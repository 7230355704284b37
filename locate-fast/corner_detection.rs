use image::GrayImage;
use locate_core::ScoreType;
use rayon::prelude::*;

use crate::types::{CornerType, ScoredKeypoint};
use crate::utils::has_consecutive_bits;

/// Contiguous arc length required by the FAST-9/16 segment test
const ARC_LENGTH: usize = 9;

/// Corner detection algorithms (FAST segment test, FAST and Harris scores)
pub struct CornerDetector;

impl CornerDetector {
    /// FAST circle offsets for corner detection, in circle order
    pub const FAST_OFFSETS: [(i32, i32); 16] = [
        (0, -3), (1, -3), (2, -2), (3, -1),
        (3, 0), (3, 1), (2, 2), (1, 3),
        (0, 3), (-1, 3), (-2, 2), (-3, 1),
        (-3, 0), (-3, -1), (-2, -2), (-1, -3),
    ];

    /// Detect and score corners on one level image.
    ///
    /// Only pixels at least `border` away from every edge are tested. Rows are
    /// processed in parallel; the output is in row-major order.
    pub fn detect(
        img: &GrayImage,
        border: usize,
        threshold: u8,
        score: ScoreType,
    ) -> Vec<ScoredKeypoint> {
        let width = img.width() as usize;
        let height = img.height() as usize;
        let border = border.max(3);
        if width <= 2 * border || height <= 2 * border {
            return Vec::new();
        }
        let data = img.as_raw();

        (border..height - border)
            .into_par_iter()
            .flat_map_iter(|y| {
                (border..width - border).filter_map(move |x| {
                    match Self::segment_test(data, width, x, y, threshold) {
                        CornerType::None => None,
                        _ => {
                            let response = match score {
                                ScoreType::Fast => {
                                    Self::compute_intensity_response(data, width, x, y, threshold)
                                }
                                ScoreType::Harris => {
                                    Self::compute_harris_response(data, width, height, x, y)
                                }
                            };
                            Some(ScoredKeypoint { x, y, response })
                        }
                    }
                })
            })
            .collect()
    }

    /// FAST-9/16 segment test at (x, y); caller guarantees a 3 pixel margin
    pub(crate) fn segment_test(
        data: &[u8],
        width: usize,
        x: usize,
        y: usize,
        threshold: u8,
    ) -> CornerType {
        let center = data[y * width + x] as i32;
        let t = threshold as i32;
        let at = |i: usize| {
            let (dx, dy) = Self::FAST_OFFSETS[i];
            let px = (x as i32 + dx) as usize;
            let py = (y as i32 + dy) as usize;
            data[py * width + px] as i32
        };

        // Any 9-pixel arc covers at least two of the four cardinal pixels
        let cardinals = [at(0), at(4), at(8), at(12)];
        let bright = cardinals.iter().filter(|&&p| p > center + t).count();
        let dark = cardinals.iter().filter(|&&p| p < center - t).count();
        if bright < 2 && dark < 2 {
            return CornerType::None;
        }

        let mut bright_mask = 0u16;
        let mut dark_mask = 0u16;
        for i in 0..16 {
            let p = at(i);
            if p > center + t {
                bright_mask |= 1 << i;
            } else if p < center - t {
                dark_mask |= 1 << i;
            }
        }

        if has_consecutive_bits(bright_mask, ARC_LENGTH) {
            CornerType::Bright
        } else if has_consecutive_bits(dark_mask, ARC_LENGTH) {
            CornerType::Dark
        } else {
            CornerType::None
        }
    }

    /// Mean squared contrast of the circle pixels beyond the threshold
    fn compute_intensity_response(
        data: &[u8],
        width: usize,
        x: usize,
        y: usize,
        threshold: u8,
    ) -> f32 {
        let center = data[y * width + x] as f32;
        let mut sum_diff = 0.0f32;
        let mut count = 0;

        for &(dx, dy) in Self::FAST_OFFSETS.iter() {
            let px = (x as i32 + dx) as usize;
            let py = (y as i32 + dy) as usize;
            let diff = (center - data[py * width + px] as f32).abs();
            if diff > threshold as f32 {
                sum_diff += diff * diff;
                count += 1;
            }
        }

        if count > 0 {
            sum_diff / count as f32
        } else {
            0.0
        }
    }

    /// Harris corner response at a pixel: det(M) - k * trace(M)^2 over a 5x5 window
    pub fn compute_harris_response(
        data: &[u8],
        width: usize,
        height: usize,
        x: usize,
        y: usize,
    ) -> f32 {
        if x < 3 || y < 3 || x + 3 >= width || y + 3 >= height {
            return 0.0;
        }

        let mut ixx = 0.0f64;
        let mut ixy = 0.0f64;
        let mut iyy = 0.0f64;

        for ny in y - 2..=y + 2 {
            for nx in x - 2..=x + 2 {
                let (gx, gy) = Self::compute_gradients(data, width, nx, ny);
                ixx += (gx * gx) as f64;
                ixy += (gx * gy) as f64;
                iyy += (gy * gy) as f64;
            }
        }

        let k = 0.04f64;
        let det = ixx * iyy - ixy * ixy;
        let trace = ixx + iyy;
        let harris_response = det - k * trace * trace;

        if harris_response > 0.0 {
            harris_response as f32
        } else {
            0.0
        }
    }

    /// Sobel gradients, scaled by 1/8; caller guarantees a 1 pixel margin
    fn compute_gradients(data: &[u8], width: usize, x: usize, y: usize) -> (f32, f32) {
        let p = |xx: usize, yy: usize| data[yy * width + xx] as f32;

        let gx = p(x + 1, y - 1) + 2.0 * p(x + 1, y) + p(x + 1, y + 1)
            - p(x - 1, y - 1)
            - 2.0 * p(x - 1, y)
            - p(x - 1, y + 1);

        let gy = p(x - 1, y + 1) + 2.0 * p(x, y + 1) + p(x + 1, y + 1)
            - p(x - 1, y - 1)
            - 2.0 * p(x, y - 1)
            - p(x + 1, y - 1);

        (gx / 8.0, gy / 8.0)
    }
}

-------------------------

Task to complete ▸
Where a line in the listing above includes the string "cardinals", copy that line.

Reply ▸
        let cardinals = [at(0), at(4), at(8), at(12)];
        let bright = cardinals.iter().filter(|&&p| p > center + t).count();
        let dark = cardinals.iter().filter(|&&p| p < center - t).count();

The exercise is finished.